Friday, August 21, 2009
In search for the Asian face of Jesus
THE work of the Federation of Asian Bishops’ Conferences (FABC) is basically pastoral. Or, at least, that is how its Secretary General, Cotabato Archbishop Orlando Quevedo, sees it.
Being such, the primary pastoral focus articulated by the first FABC plenary assembly in Taipei in 1974 was building a renewed local church in a mission of integral evangelization in the midst of Asian realities, such as Asia’s being a mosaic of ancient cultures and being the cradle of ancient religions (Hinduism, Buddhism, Christianity and Islam).
A tall pastoral order, indeed, especially on the ground when, according to Archbishop Thomas Menamparampil of Guwahati, India, one has to “rub shoulders with such fundamentalists of various categories (religious, cultural, market) , cultural nationalists, xenophobes, fascists of various colours, Senas of divers persuations, Bajrang Dals, Falung Gongs, Maoists and Marxists of unique self-description.”
Pastoral workers and evangelizers, says Archbishop Menamparampil “will have to deal with authoritarian governments, discriminating officers, callous members of the dominant community, biased press, and possibly an insensitive neighborhood.”

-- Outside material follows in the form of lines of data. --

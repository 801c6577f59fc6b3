//! Provisioning for the Tern language server binary.
//!
//! Three collaborating pieces, used by the fleet before it spawns a
//! workspace client:
//!
//! - [`Resolver`] computes the path of the `tern-language-server`
//!   executable from configuration and environment, offering to install
//!   it when nothing is found.
//! - [`Installer`] runs `cargo install tern-language-server` through the
//!   platform shell under a cancellable progress scope.
//! - [`UpdateChecker`] compares the installed binary's `--version` output
//!   against the latest version published on crates.io.
//!
//! All user interaction goes through the [`Host`](tern_host::Host) seam,
//! so the same flow drives an editor dialog or a terminal prompt.

mod install;
mod platform;
mod process;
mod resolver;
#[cfg(test)]
mod testutil;
mod updates;

pub use install::Installer;
pub use platform::{INSTALL_COMMAND, Platform, SERVER_CRATE};
pub use resolver::{EnvLookup, Resolver, check_validity};
pub use updates::{UPDATE_CHECK_TIMEOUT, UpdateChecker};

Which is why, the Archbishop notes—and this maybe where the rub is—“Making dogmas out of alien ideologies that do not correspond to the cultural realities of Asia would be a mistake, especially in this era in which culturally conditioned meta-narratives are being questioned.”
Considering these realities may take more plenary assemblies, more theologizing and sociological analyses. But the man of the streets of Vietnam or Pakistan or even here in the Philippines, perhaps, just wants to see what the late Pope John Paul II has been appealing all along in Ecclesia in Asia: the Asian face of Jesus.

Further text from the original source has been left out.